- Born: 1992 (age 33–34) Chile
- Education: Gabriela Mistral University Adolfo Ibáñez University
- Occupation: journalist www.fundacionrespuestas.com
- Known for: Primary Ovarian Insufficiency (POI) Advocate

= Isabel Farías Meyer =

Chilean journalist and advocate for people with primary ovarian insufficiency (born 1992)

Isabel Farías Meyer (born c. 1992) is a Chileand journalist and strategic communications specialist, and founder concerning Primary Ovarian Insufficiency and is the executive director of Fundación Respuestas. Her impact and influence has been recognised by the BBC and the Chilean government.

==Life==
Farías was born in Chile in 1992. She was diagnosed with Primary ovarian insufficiency at the age of seventeen, after experiencing symptoms of the condition. She had irregular periods and difficulties with her emotions and her weight. The cause of this ovarian condition effecting women under the age of 40. The cause of this ovarian condition affecting women under the age of 40, including adolescents, is normally unknown, although it can sometimes have an external cause.

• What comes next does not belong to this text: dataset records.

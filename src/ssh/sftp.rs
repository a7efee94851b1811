//! SFTP file transfer implementation.
//!
//! Replaces the `scp` binary with native SFTP over SSH.

use std::path::Path;

use russh::client::Handle;
use russh_sftp::client::SftpSession;
use tokio::io::AsyncWriteExt;

use crate::error::{Result, ShipbotError};
use crate::ssh::client::ClientHandler;

/// SFTP client for file transfers.
pub struct SftpClient {
    session: SftpSession,
}

impl SftpClient {
    /// Create a new SFTP client from an SSH session.
    pub async fn new(ssh_session: &Handle<ClientHandler>) -> Result<Self> {
        let channel = ssh_session
            .channel_open_session()
            .await
            .map_err(|e| ShipbotError::Ssh(format!("Failed to open SFTP channel: {}", e)))?;

        channel
            .request_subsystem(true, "sftp")
            .await
            .map_err(|e| ShipbotError::Ssh(format!("Failed to request SFTP subsystem: {}", e)))?;

        let sftp = SftpSession::new(channel.into_stream())
            .await
            .map_err(|e| ShipbotError::Ssh(format!("Failed to initialize SFTP: {}", e)))?;

        Ok(Self { session: sftp })
    }

    /// Upload a file to the remote host.
    ///
    /// Replaces: `scp local_path user@host:remote_path`
    pub async fn upload(&self, local_path: impl AsRef<Path>, remote_path: &str) -> Result<()> {
        let local_path = local_path.as_ref();

        let content = tokio::fs::read(local_path).await.map_err(|e| {
            ShipbotError::Transfer {
                path: local_path.display().to_string(),
                reason: format!("failed to read local file: {}", e),
            }
        })?;

        let mut remote_file =
            self.session
                .create(remote_path)
                .await
                .map_err(|e| ShipbotError::Transfer {
                    path: remote_path.to_string(),
                    reason: format!("failed to create remote file: {}", e),
                })?;

        remote_file
            .write_all(&content)
            .await
            .map_err(|e| ShipbotError::Transfer {
                path: remote_path.to_string(),
                reason: format!("failed to write remote file: {}", e),
            })?;

        // Ensure data is flushed
        remote_file
            .shutdown()
            .await
            .map_err(|e| ShipbotError::Transfer {
                path: remote_path.to_string(),
                reason: format!("failed to close remote file: {}", e),
            })?;

        Ok(())
    }
}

Her work has focused on raising awareness of Primary ovarian insufficiency and promoting public policies related to the condition. Among her goals are the establishment of a National Day for Primary Ovarian Insufficiency and its inclusion in Chile's GES health coverage system. She has also sought to position Chile as a regional reference in the recognition, diagnosis and treatment of primary ovarian insufficiency.

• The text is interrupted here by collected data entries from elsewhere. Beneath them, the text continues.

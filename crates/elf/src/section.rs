//! ELF64 section header and string table parsing.
//!
//! Provides zero-copy, zero-allocation parsing of ELF64 section headers and
//! name lookup through the section header string table (`.shstrtab`).

use crate::ElfFile;
use crate::header::{ELF64_SHDR_SIZE, Encoding, u32_at, u64_at};

/// Parsed ELF64 section header entry, reduced to the fields the DWARF
/// checker driver needs.
#[derive(Debug, Clone, Copy)]
pub struct Elf64SectionHeader {
    /// Offset into the section header string table for this section's name.
    pub sh_name: u32,
    /// Section type.
    pub sh_type: u32,
    /// File offset of the section data.
    pub sh_offset: u64,
    /// Size of the section data in bytes.
    pub sh_size: u64,
}

impl Elf64SectionHeader {
    /// Parse a section header from raw bytes at the given file offset.
    ///
    /// The caller must ensure `file_offset + ELF64_SHDR_SIZE <= data.len()`.
    pub(crate) fn parse(data: &[u8], file_offset: usize, enc: Encoding) -> Self {
        let b = &data[file_offset..];
        Self {
            sh_name: u32_at(b, 0, enc),
            sh_type: u32_at(b, 4, enc),
            // sh_flags at 8, sh_addr at 16 — skipped
            sh_offset: u64_at(b, 24, enc),
            sh_size: u64_at(b, 32, enc),
        }
    }
}

/// A zero-copy wrapper around a NUL-terminated string table section.
#[derive(Debug, Clone, Copy)]
pub struct StringTable<'a> {
    data: &'a [u8],
}

impl<'a> StringTable<'a> {
    /// Creates a new string table from the raw section data.
    #[must_use]
    pub fn new(data: &'a [u8]) -> Self {
        Self { data }
    }

    /// Looks up a NUL-terminated string at the given byte offset.
    ///
    /// Returns `None` if the offset is out of bounds, the string is not
    /// NUL-terminated, or it contains invalid UTF-8.
    #[must_use]
    pub fn get(&self, offset: u32) -> Option<&'a str> {
        let start = offset as usize;
        if start >= self.data.len() {
            return None;
        }
        let remaining = &self.data[start..];
        let nul_pos = remaining.iter().position(|&b| b == 0)?;
        core::str::from_utf8(&remaining[..nul_pos]).ok()
    }
}

/// An iterator over ELF64 section headers.
pub struct SectionIter<'a> {
    data: &'a [u8],
    enc: Encoding,
    shoff: usize,
    shentsize: usize,
    index: usize,
    count: usize,
}

impl Iterator for SectionIter<'_> {
    type Item = Elf64SectionHeader;

    fn next(&mut self) -> Option<Self::Item> {
        if self.index >= self.count {
            return None;
        }
        let offset = self.shoff + self.index * self.shentsize;
        if offset + ELF64_SHDR_SIZE > self.data.len() {
            return None;
        }
        let hdr = Elf64SectionHeader::parse(self.data, offset, self.enc);
        self.index += 1;
        Some(hdr)
    }

    fn size_hint(&self) -> (usize, Option<usize>) {
        let remaining = self.count.saturating_sub(self.index);
        (remaining, Some(remaining))
    }
}

impl<'a> ElfFile<'a> {
    /// Returns an iterator over all section headers.
    ///
    /// Returns an empty iterator if the ELF has no sections (`e_shnum == 0`).
    #[must_use]
    #[expect(
        clippy::cast_possible_truncation,
        reason = "ELF fields are u32/u64, truncation checked by format"
    )]
    pub fn sections(&self) -> SectionIter<'a> {
        let hdr = self.header();
        SectionIter {
            data: self.raw_data(),
            enc: hdr.encoding,
            shoff: hdr.e_shoff as usize,
            shentsize: hdr.e_shentsize as usize,
            index: 0,
            count: hdr.e_shnum as usize,
        }
    }

    /// Finds a section by name, looking up names in the section header string table.
    #[must_use]
    pub fn find_section_by_name(&self, name: &str) -> Option<Elf64SectionHeader> {
        let shstrtab = self.section_header_strtab()?;
        self.sections()
            .find(|s| shstrtab.get(s.sh_name) == Some(name))
    }

    /// Returns the raw data slice for a given section header.
    ///
    /// Returns `None` if the section data is out of bounds.
    #[must_use]
    #[expect(
        clippy::cast_possible_truncation,
        reason = "ELF fields are u32/u64, truncation checked by format"
    )]
    pub fn section_data(&self, shdr: &Elf64SectionHeader) -> Option<&'a [u8]> {
        let start = shdr.sh_offset as usize;
        let size = shdr.sh_size as usize;
        let data = self.raw_data();
        if start.checked_add(size)? > data.len() {
            return None;
        }
        Some(&data[start..start + size])
    }

    /// Returns the section header at the given 0-based index.
    ///
    /// Returns `None` if the index is out of range or the section header
    /// is out of bounds in the file.
    #[must_use]
    #[expect(
        clippy::cast_possible_truncation,
        reason = "ELF fields are u32/u64, truncation checked by format"
    )]
    pub fn section_by_index(&self, index: usize) -> Option<Elf64SectionHeader> {
        let hdr = self.header();
        if index >= hdr.e_shnum as usize {
            return None;
        }
        let offset = hdr.e_shoff as usize + index * hdr.e_shentsize as usize;
        let data = self.raw_data();
        if offset + ELF64_SHDR_SIZE > data.len() {
            return None;
        }
        Some(Elf64SectionHeader::parse(data, offset, hdr.encoding))
    }

    /// Returns the section header string table (`.shstrtab`).
    fn section_header_strtab(&self) -> Option<StringTable<'a>> {
        let hdr = self.header();
        if hdr.e_shstrndx == 0 || hdr.e_shstrndx >= hdr.e_shnum {
            return None;
        }
        let shdr = self.section_by_index(hdr.e_shstrndx as usize)?;
        let strtab_data = self.section_data(&shdr)?;
        Some(StringTable::new(strtab_data))
    }
}

// ---------------------------------------------------------------------------
// Tests
// ---------------------------------------------------------------------------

In 2024, Farías created the first Latin American regional network exchanging information about Primary ovarian insufficiency, the "Fundación Respuestas". This organisation works to disseminate information, combat myths and create safe spaces. It has been reported that 1 in 100 and maybe 1 in 25 women suffer from Primary ovarian insufficiency. Premature ovarian failure is not a premature menopause. In that year, Farias was recognized by the BBC in its annual list of 100 inspiring and influential women from around the world.

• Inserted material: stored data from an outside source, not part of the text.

//! `.debug_info` structural checking.
//!
//! Walks every compilation unit and its DIE chain, interpreting attribute
//! values according to the abbreviation tables. Along the way it records
//! where DIEs begin and which DIEs reference which, so that CU-local
//! references can be resolved as each CU finishes and global references
//! once the whole section has been read. `DW_FORM_strp` attributes feed
//! the `.debug_str` coverage map, whose holes are reported at the end.

use std::io::Write;

use crate::abbrev::{AbbrevTable, SiblingForm, check_sibling_form};
use crate::consts::{
    DW_AT_SIBLING, DW_FORM_ADDR, DW_FORM_BLOCK, DW_FORM_BLOCK1, DW_FORM_BLOCK2, DW_FORM_BLOCK4,
    DW_FORM_DATA1, DW_FORM_DATA2, DW_FORM_DATA4, DW_FORM_DATA8, DW_FORM_FLAG, DW_FORM_INDIRECT,
    DW_FORM_REF_ADDR, DW_FORM_REF_UDATA, DW_FORM_REF1, DW_FORM_REF2, DW_FORM_REF4, DW_FORM_REF8,
    DW_FORM_SDATA, DW_FORM_STRING, DW_FORM_STRP, DW_FORM_UDATA, attrib_form_valid, form_name,
};
use crate::coverage::Coverage;
use crate::reader::ReadCtx;
use crate::records::{AddrRecord, RefRecord};
use crate::report::{
    Category, Reporter, Where, check_zero_padding, checked_read_sleb128, checked_read_uleb128,
    read_size_extra,
};

/// One compilation unit as seen by the structural checks.
#[derive(Debug)]
pub struct CompilationUnit {
    /// Offset of the CU in `.debug_info`.
    pub offset: u64,
    /// Byte length of the CU including the length prefix itself.
    pub length: u64,
    /// Section-absolute offsets at which DIEs begin in this CU.
    pub die_addrs: AddrRecord,
    /// Global (`DW_FORM_ref_addr`) references emitted by this CU.
    pub die_refs: RefRecord,
}

/// Finds the CU anchored at exactly `offset`.
#[must_use]
pub fn find_cu(cus: &[CompilationUnit], offset: u64) -> Option<&CompilationUnit> {
    cus.iter().find(|cu| cu.offset == offset)
}

/// Checks the `.debug_info` section against the loaded abbreviation
/// tables, returning the CU records for the aranges/pubnames checkers.
///
/// Returns `None` if the section (or any reference in it) was unsound;
/// dependent checkers then skip their CU cross-checks.
pub fn check_info<W: Write>(
    ctx: &mut ReadCtx<'_>,
    tables: &mut [AbbrevTable],
    strings: &[u8],
    rep: &mut Reporter<W>,
) -> Option<Vec<CompilationUnit>> {
    let mut cus: Vec<CompilationUnit> = Vec::new();
    let mut success = true;

    // Tracking which bytes of .debug_str are referenced is pointless when
    // the findings would be filtered out anyway.
    let mut strings_coverage = if rep.checks(Category::STRINGS) {
        Some(Coverage::new(strings.len() as u64))
    } else {
        None
    };

    while !ctx.is_eof() {
        let cu_off = ctx.offset();
        let loc = Where::Cu { cu: cu_off };

        // Reading the CU header is a bit tricky: we don't know yet if we
        // have run into (superfluous but allowed) zero padding.
        if ctx.remaining() < 4 && check_zero_padding(ctx, Category::DIE_OTHER, rep, &loc) {
            break;
        }
        let Ok(size32) = ctx.read_u32() else {
            rep.error(format_args!("{loc}: can't read CU length."));
            success = false;
            break;
        };
        if size32 == 0 && check_zero_padding(ctx, Category::DIE_OTHER, rep, &loc) {
            break;
        }
        let Some((size, dwarf64)) = read_size_extra(ctx, size32, rep, &loc) else {
            success = false;
            break;
        };
        if (ctx.remaining() as u64) < size {
            rep.error(format_args!(
                "{loc}: section doesn't have enough data to read CU of size 0x{size:x}."
            ));
            ctx.seek_to_end();
            success = false;
            break;
        }
        let cu_end = ctx.offset() + size;

        let mut cu = CompilationUnit {
            offset: cu_off,
            length: cu_end - cu_off,
            die_addrs: AddrRecord::default(),
            die_refs: RefRecord::default(),
        };

        // version + debug_abbrev_offset + address_size
        let header_size = 2 + if dwarf64 { 8 } else { 4 } + 1;
        if size < header_size {
            rep.error(format_args!(
                "{loc}: claimed length of 0x{size:x} doesn't even cover CU header."
            ));
            success = false;
        } else {
            // The CU context begins just before the CU length, so DIE
            // offsets come out CU-relative.
            let mut cu_ctx = ctx.sub(cu_off, cu_end);
            if check_cu(
                &mut cu_ctx,
                &mut cu,
                tables,
                strings,
                dwarf64,
                strings_coverage.as_mut(),
                rep,
            ) {
                if !cu_ctx.is_eof()
                    && !check_zero_padding(&mut cu_ctx, Category::DIE_OTHER, rep, &loc)
                {
                    rep.padding_nonzero(Category::DIE_OTHER, cu_ctx.offset(), cu.length, &loc);
                }
            } else {
                // Fatal for this CU only; the next one begins at a known
                // offset, so keep going.
                success = false;
            }
            cus.push(cu);
        }

        ctx.set_offset(cu_end);
    }

    if success && !ctx.is_eof() {
        rep.message(
            Category::DIE_OTHER | Category::IMPACT_4,
            format_args!(".debug_info: CU lengths don't exactly match the section contents."),
        );
    }

    for table in tables.iter() {
        if !table.used {
            rep.message(
                Category::IMPACT_3 | Category::ACC_BLOAT | Category::ABBREVS,
                format_args!(
                    "abbrev 0x{:x}: abbreviation table is never used.",
                    table.offset
                ),
            );
        }
    }

    let references_sound = check_global_die_references(&cus, rep);

    if let Some(cov) = &strings_coverage {
        if success {
            cov.find_holes(|begin, end| {
                #[expect(
                    clippy::cast_possible_truncation,
                    reason = "hole bounds come from the section size"
                )]
                let all_zeroes = strings[begin as usize..=end as usize]
                    .iter()
                    .all(|&b| b == 0);
                if all_zeroes {
                    rep.padding_zero(Category::STRINGS, begin, end, &Where::Str);
                } else {
                    rep.padding_nonzero(Category::STRINGS, begin, end, &Where::Str);
                }
            });
        }
    }

    if success && references_sound {
        Some(cus)
    } else {
        None
    }
}

/// Checks one CU: header fields, the DIE chain, local reference
/// resolution, and the used-abbreviation audit.
fn check_cu<W: Write>(
    ctx: &mut ReadCtx<'_>,
    cu: &mut CompilationUnit,
    tables: &mut [AbbrevTable],
    strings: &[u8],
    dwarf64: bool,
    strings_coverage: Option<&mut Coverage>,
    rep: &mut Reporter<W>,
) -> bool {
    let loc = Where::Cu { cu: cu.offset };

    if read_cu_version(ctx, dwarf64, &loc, rep).is_none() {
        return false;
    }

    let Ok(abbrev_offset) = ctx.read_offset(dwarf64) else {
        rep.error(format_args!("{loc}: can't read abbrev offset."));
        return false;
    };

    let Ok(address_size) = ctx.read_u8() else {
        rep.error(format_args!("{loc}: can't read address size."));
        return false;
    };
    if address_size != 4 && address_size != 8 {
        rep.error(format_args!(
            "{loc}: invalid address size: {address_size} (only 4 or 8 allowed)."
        ));
        return false;
    }

    let Some(table_index) = tables.iter().position(|t| t.offset == abbrev_offset) else {
        rep.error(format_args!(
            "{loc}: couldn't find abbrev section with offset 0x{abbrev_offset:x}."
        ));
        return false;
    };
    let table = &mut tables[table_index];
    table.used = true;

    let mut die_loc_refs = RefRecord::default();
    let chain = read_die_chain(
        ctx,
        cu,
        table,
        strings,
        dwarf64,
        address_size == 8,
        &mut die_loc_refs,
        strings_coverage,
        rep,
    );

    match chain {
        Err(CuFatal) => false,
        Ok(_) => {
            for ab in &table.abbrevs {
                if !ab.used {
                    rep.message(
                        Category::IMPACT_3 | Category::ACC_BLOAT | Category::ABBREVS,
                        format_args!("{loc}: Abbreviation with code {} is never used.", ab.code),
                    );
                }
            }
            check_die_references(cu, &die_loc_refs, rep)
        }
    }
}

/// Reads and validates a CU header version field.
///
/// A 64-bit unit claiming DWARF 2 is a standard violation but still
/// readable, so it is reported without aborting the CU.
fn read_cu_version<W: Write>(
    ctx: &mut ReadCtx<'_>,
    dwarf64: bool,
    loc: &Where,
    rep: &mut Reporter<W>,
) -> Option<u16> {
    let Ok(version) = ctx.read_u16() else {
        rep.error(format_args!("{loc}: can't read version."));
        return None;
    };
    if version < 2 {
        rep.error(format_args!("{loc}: invalid version {version}."));
        return None;
    }
    if version > 3 {
        rep.error(format_args!("{loc}: unsupported version {version}."));
        return None;
    }
    if version == 2 && dwarf64 {
        rep.error(format_args!("{loc}: invalid 64-bit unit in DWARF 2 format."));
    }
    Some(version)
}

/// Marker for an error that abandons the current CU.
struct CuFatal;

/// Records a DIE-to-DIE reference.
///
/// CU-local references are validated against the CU length and rebased to
/// section-absolute offsets; out-of-range ones are diagnosed and dropped.
fn record_ref<W: Write>(
    cu: &mut CompilationUnit,
    die_loc_refs: &mut RefRecord,
    addr: u64,
    who: u64,
    local: bool,
    loc: &Where,
    rep: &mut Reporter<W>,
) {
    if local {
        if addr > cu.length {
            rep.error(format_args!(
                "{loc}: invalid reference outside the CU: 0x{addr:x}."
            ));
            return;
        }
        die_loc_refs.add(addr + cu.offset, who);
    } else {
        cu.die_refs.add(addr, who);
    }
}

On July 11, 2025, she was one of five women journalists who were named by Nicola Cardoch, who is a government Undersecretary General, for their impact and Resilience. The ceremony took place at the National Library in Santiago on Journalists Day. The other four were María Olivia Monckeberg, Paula Escobar, Mónica González and Érika Montecinos.

Her work has been also recognised by Spanish Association for the Study of Menopause and the Latin American Federation of Climacteric and Menopause Societies and they intend to publish a free booklet in Chile about her condition. The project will be supported by Gabriela Mistral University and will be titled "Los Ovarios de Catalina" (Catalina's Ovaries).